The confusion in the President’s thinking and strategy about the current terrorist crisis is frightening in its implications.

As the tragic events in Paris confirm, surprise remains one of the most important aspects of warfare, in this instance by the Islamic terrorists of Daesh [ISIL or ISIS] against the U.S. and the West.

Yet Obama persists in announcing publicly that under no circumstances will be commit significant ground forces again to the Middle East for his “destroy and degrade” campaign. It is irresponsible to reveal such an important aspect of strategy to your enemy who examines every public statement and private rumor to assess his actions.

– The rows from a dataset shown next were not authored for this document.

//! Subcommand execution.
//!
//! Each command maps to one registry operation and renders its result as
//! JSON. Payloads are validated before they reach the service.

use std::collections::BTreeMap;

use serde_json::{Value, json};
use tenant_registry_persistence::validation::{validate_application, validate_tenant};
use tenant_registry_persistence::{
    Application, RegistryStorage, StorageGateway, Tenant, TenantDataService,
};
use tracing::info;

use crate::config::{ApplicationCommand, Command, TenantCommand};

/// Runs one command against the service.
pub async fn execute<G>(service: &TenantDataService<G>, command: Command) -> anyhow::Result<Value>
where
    G: StorageGateway + 'static,
{
    match command {
        Command::InitSchema => {
            service.gateway().initialize().await?;
            info!(backend = service.backend_name(), "Registry schema initialized");
            Ok(json!({ "status": "initialized", "backend": service.backend_name() }))
        }
        Command::Tenant(command) => execute_tenant(service, command).await,
        Command::Application(command) => execute_application(service, command).await,
    }
}

async fn execute_tenant<S>(service: &S, command: TenantCommand) -> anyhow::Result<Value>
where
    S: RegistryStorage + ?Sized,
{
    match command {
        TenantCommand::Create { secret_key } => {
            let tenant = Tenant::new(secret_key);
            validate_tenant(&tenant)?;
            let tenant_id = service.create_tenant(tenant).await?;
            Ok(json!({ "tenant_id": tenant_id }))
        }
        TenantCommand::Read { tenant_id } => {
            let tenant = service.read_tenant(tenant_id).await?;
            Ok(json!({ "tenant_id": tenant_id, "secret_key": tenant.secret_key }))
        }
        TenantCommand::Update {
            tenant_id,
            secret_key,
        } => {
            let tenant = Tenant::new(secret_key);
            validate_tenant(&tenant)?;
            service.update_tenant(tenant_id, tenant).await?;
            Ok(json!({ "tenant_id": tenant_id, "status": "updated" }))
        }
        TenantCommand::Delete { tenant_id } => {
            service.delete_tenant(tenant_id).await?;
            Ok(json!({ "tenant_id": tenant_id, "status": "deleted" }))
        }
    }
}

async fn execute_application<S>(service: &S, command: ApplicationCommand) -> anyhow::Result<Value>
where
    S: RegistryStorage + ?Sized,
{
    match command {
        ApplicationCommand::Create { tenant_id, name } => {
            let application = Application::new(name);
            validate_application(&application)?;
            let application_id = service.create_application(tenant_id, application).await?;
            Ok(json!({ "tenant_id": tenant_id, "application_id": application_id }))
        }
        ApplicationCommand::Read {
            tenant_id,
            application_id,
        } => {
            let application = service.read_application(tenant_id, application_id).await?;
            Ok(json!({
                "tenant_id": tenant_id,
                "application_id": application_id,
                "name": application.name,
            }))
        }
        ApplicationCommand::List { tenant_id } => {
            let applications: BTreeMap<_, _> = service
                .read_all_applications(tenant_id)
                .await?
                .into_iter()
                .collect();
            Ok(json!({ "tenant_id": tenant_id, "applications": applications }))
        }
        ApplicationCommand::Update {
            tenant_id,
            application_id,
            name,
        } => {
            let application = Application::new(name);
            validate_application(&application)?;
            service
                .update_application(tenant_id, application_id, application)
                .await?;
            Ok(json!({
                "tenant_id": tenant_id,
                "application_id": application_id,
                "status": "updated",
            }))
        }
        ApplicationCommand::Delete {
            tenant_id,
            application_id,
        } => {
            service.delete_application(tenant_id, application_id).await?;
            Ok(json!({
                "tenant_id": tenant_id,
                "application_id": application_id,
                "status": "deleted",
            }))
        }
    }
}

#[cfg(all(test, feature = "sqlite"))]
mod tests {
    use std::sync::Arc;

    use tenant_registry_persistence::backends::sqlite::SqliteBackend;
    use tenant_registry_persistence::error::{StorageError, ValidationError};
    use tenant_registry_persistence::{ApplicationId, RandomIdGenerator, TenantId};

    use super::*;

    fn service() -> TenantDataService<SqliteBackend> {
        let backend = SqliteBackend::in_memory().unwrap();
        TenantDataService::new(Arc::new(backend), Arc::new(RandomIdGenerator))
    }

    fn id_field<T: std::str::FromStr>(value: &Value, field: &str) -> T
    where
        T::Err: std::fmt::Debug,
    {
        value[field].as_str().unwrap().parse().unwrap()
    }

    #[tokio::test]
    async fn test_init_schema_then_tenant_commands() {
        let service = service();
        let output = execute(&service, Command::InitSchema).await.unwrap();
        assert_eq!(output["status"], "initialized");

        let created = execute(
            &service,
            Command::Tenant(TenantCommand::Create {
                secret_key: "S1".into(),
            }),
        )
        .await
        .unwrap();
        let tenant_id: TenantId = id_field(&created, "tenant_id");

        let read = execute(&service, Command::Tenant(TenantCommand::Read { tenant_id }))
            .await
            .unwrap();
        assert_eq!(read["secret_key"], "S1");

        execute(&service, Command::Tenant(TenantCommand::Delete { tenant_id }))
            .await
            .unwrap();
        let err = execute(&service, Command::Tenant(TenantCommand::Read { tenant_id }))
            .await
            .unwrap_err();
        assert_eq!(
            err.to_string(),
            format!("Tenant not found. Tenant ID: {}", tenant_id)
        );
    }

    #[tokio::test]
    async fn test_application_list_output() {
        let service = service();
        execute(&service, Command::InitSchema).await.unwrap();
        let tenant_id = service.create_tenant(Tenant::new("S1")).await.unwrap();

        let created = execute(
            &service,
            Command::Application(ApplicationCommand::Create {
                tenant_id,
                name: "A1".into(),
            }),
        )
        .await
        .unwrap();
        let application_id: ApplicationId = id_field(&created, "application_id");

        let listed = execute(
            &service,
            Command::Application(ApplicationCommand::List { tenant_id }),
        )
        .await
        .unwrap();
        assert_eq!(
            listed["applications"][application_id.to_string()]["name"],
            "A1"
        );
    }

    #[tokio::test]
    async fn test_blank_payloads_are_rejected() {
        let service = service();
        execute(&service, Command::InitSchema).await.unwrap();

        let err = execute(
            &service,
            Command::Tenant(TenantCommand::Create {
                secret_key: "   ".into(),
            }),
        )
        .await
        .unwrap_err();

        assert_eq!(
            err.downcast_ref::<ValidationError>(),
            Some(&ValidationError::Whitespace {
                field: "secret_key"
            })
        );

        let tenant_id = service.create_tenant(Tenant::new("S1")).await.unwrap();
        let err = execute(
            &service,
            Command::Application(ApplicationCommand::Create {
                tenant_id,
                name: String::new(),
            }),
        )
        .await
        .unwrap_err();
        assert!(err.downcast_ref::<ValidationError>().is_some());
        assert!(err.downcast_ref::<StorageError>().is_none());
    }
}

Obama’s penchant for refusing to use “Islamic”, and condemning those who do as “trying to make terrorism a Muslim problem rather than a terrorist problem” is one of his greatest handicaps in his effort “to degrade and ultimately destroy” Daesh.

UnswayedRefusing to identify the enemy makes it all the harder to fight a foe which has an intellectual rationale as well as brute strength. The fighters for Daesh are not recruited from Methodists or Vedantists but from Islam, and to the chagrin of most Muslims, it has its roots in Islamic scripture.

To refuse to examine this aspect increases the difficulties in dealing with the terrorists. It also obscures the urgent necessity for Muslims to seek their own solutions to the threat in their midst.

Once and for all, Muslims must come forward in the largest numbers with a determined leadership to end the long history of their religion being used for aggression.

Nor is it beneficial to the cause of victory to continue to insist that it will be a long struggle. That may be the case, but in repeatedly alluding to difficulty of making progress in destroying Daesh, he encourages the enemy and discourages a war-weary American public.

His own claims of progress are ludicrous given the Paris events. Perhaps Daesh has had to relinquish territory, as Obama claims, but he ignores the growing, nominal zat least, allegiance of other terrorists in Central Africa, Indonesia and Libya to the Daesh “caliphate”. If nothing else, this acts as a recruiting tool for Daesh’s forces in Syria and Iraq and will inevitably lead to more international coordination.

Perhaps most distressing of all in Obama’s remarks to the media in Turkey was his arrogance — or perhaps his defensiveness — in refusing to acknowledge his earlier public statement denying ISIL’s importance. No one expects a formal mea culpa, but to get on with what he describes as a “comprehensive campaign”, it is important to recognize and build on earlier mistakes.

Obama compounds this with a snide campaign against his critics, and, worse, a refusal to consider their arguments. In a single sentence, he accepts that there must be “a serious debate”, but then refers to anyone who is critical as those who “pop off.”

In this regard, he relegates any discussion of the security issues of taking in an increasing number of refugees as ill-conceived and racist. Obama claimed that there must be a commitment, quite rightly, to America’s tradition of concern and hospitality, with “rigorous screening security checks”. But the director of the FBI and others have recently explained that given the difficulties of securing Syrian data any such intensive examination is near impossible.

There is, after all, mounting evidence some of the participants in the Paris massacre came into Europe as a “refugees”. In fact, the Obama Administration has done little if anything to increase the size and scope of the bureaucracy which carries out surveillance.

None of this bodes well in the coming months for what looks to be a growing struggle with Muslim terrorism.